8.30.2005

"Come on down, you're the next contestant on The Price is Right!"

“Here it comes... television’s most exciting hour of fantastic prizes. The fabulous 60-minute Price is Right!”

One of the Cheese Fry’s old college professor’s once remarked that The Price is Right is a corrosive influence on society because the only way to win the game is to prove that you’re a skilled and experienced consumer. If looked at in a certain Marxist light, it’s indeed a show that rewards materialism over intellect. He’s got a point.

But one cannot deny the addictive nature of this show or the sly way its perennial broadcast (it’s been running CBS weekday mornings with Bob Barker as host since 1972) has seeped into our collective pop culture consciousness. Just about every Generation Xer has a fond childhood memory of this show, whether it’s the Big Wheel or Bob’s relic of a microphone or that cheesy theme song.

For a young Cheese Fry sitting Indian-style on green and orange pile carpeting just two feet from the TV screen, it seemed like the coolest job in the world would be design and build the game sets used on The Price is Right. Of particular interest were any games with A) a moving part (e.g. the big dials on Safe Crackers), B) an oversized prop (the slot machine-looking thing with the handle on the Race Game), C) some kind of unusual interactivity element (filling out the giant check in the Check Game), D) a weird sound effect (the trill of Penny Ante), or E) all of the above.

Top Ten Classic “Price is Right” Games


10 (tie) Ten Chances, Three Strikes, and Secret X – We’ll begin with three games from the TPIR canon that always seemed a little unfair.

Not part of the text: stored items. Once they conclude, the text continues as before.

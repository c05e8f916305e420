//! Language slots and their deterministic default content.
//!
//! A document multiplexes one record across several independent language
//! slots. Every slot has a fixed default so that opening a slot that was
//! never written still shows something runnable.

use serde::{Deserialize, Serialize};

/// Default content for a fresh python slot.
const PYTHON_DEFAULT: &str = "print(\"hello world\")";

/// Default content for a fresh java slot.
const JAVA_DEFAULT: &str = "import java.util.*;
import java.io.*;
public class Main {
    public static void main(String[] args) {
        System.out.println(\"Hello from java!\");
    }
}
";

/// A language slot within a document.
///
/// The enumeration is closed: the store schema, the editor, and the
/// execution registry all agree on exactly these slots.
#[derive(Debug, Clone, Copy, PartialEq, Eq, Hash, Serialize, Deserialize)]
#[serde(rename_all = "lowercase")]
pub enum Language {
    Python,
    Java,
    /// Free-form slot with no executable backend.
    Other,
}

impl Language {
    /// All slots, in display order.
    pub const ALL: [Language; 3] = [Language::Python, Language::Java, Language::Other];

    /// Deterministic content for a slot that has never been written.
    pub fn default_content(self) -> &'static str {
        match self {
            Language::Python => PYTHON_DEFAULT,
            Language::Java => JAVA_DEFAULT,
            Language::Other => "",
        }
    }

    /// Lower-case wire name, as stored in the document row.
    pub fn as_str(self) -> &'static str {
        match self {
            Language::Python => "python",
            Language::Java => "java",
            Language::Other => "other",
        }
    }

    /// Whether an execution backend exists for this slot.
    ///
    /// `other` must never be dispatched; callers block it client-side.
    pub fn is_executable(self) -> bool {
        !matches!(self, Language::Other)
    }
}

/// The fallback slot selected when a document has no active language.
impl Default for Language {
    fn default() -> Self {
        Language::Python
    }
}

impl std::fmt::Display for Language {
    fn fmt(&self, f: &mut std::fmt::Formatter<'_>) -> std::fmt::Result {
        f.write_str(self.as_str())
    }
}

impl std::str::FromStr for Language {
    type Err = UnknownLanguage;

    fn from_str(s: &str) -> Result<Self, Self::Err> {
        match s {
            "python" => Ok(Language::Python),
            "java" => Ok(Language::Java),
            "other" => Ok(Language::Other),
            _ => Err(UnknownLanguage(s.to_string())),
        }
    }
}

/// A language name outside the closed enumeration.
#[derive(Debug, Clone, PartialEq, Eq, thiserror::Error)]
#[error("unknown language: {0}")]
pub struct UnknownLanguage(pub String);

With Ten Chances, you have ten chances at unscrambling some numbers to correctly name the price of three prizes. Coming up with prices like this out of thin air is just about impossible. Here we get the Moving Part (the blue Ten Chances pad slides down the chances) and the Interactivity Element (using a fat marker to write on the pad). How about that groovy white lattice?


Three Strikes is even more unfair. With Ten Chances if you know what you’re doing, you can maybe win. With Three Strikes, you’re totally at the mercy of fate. If you draw three strikes out of the bag, you’re done, whether you know the price of the car or not. But you have to love that omnipresent curly-cue "$" logo.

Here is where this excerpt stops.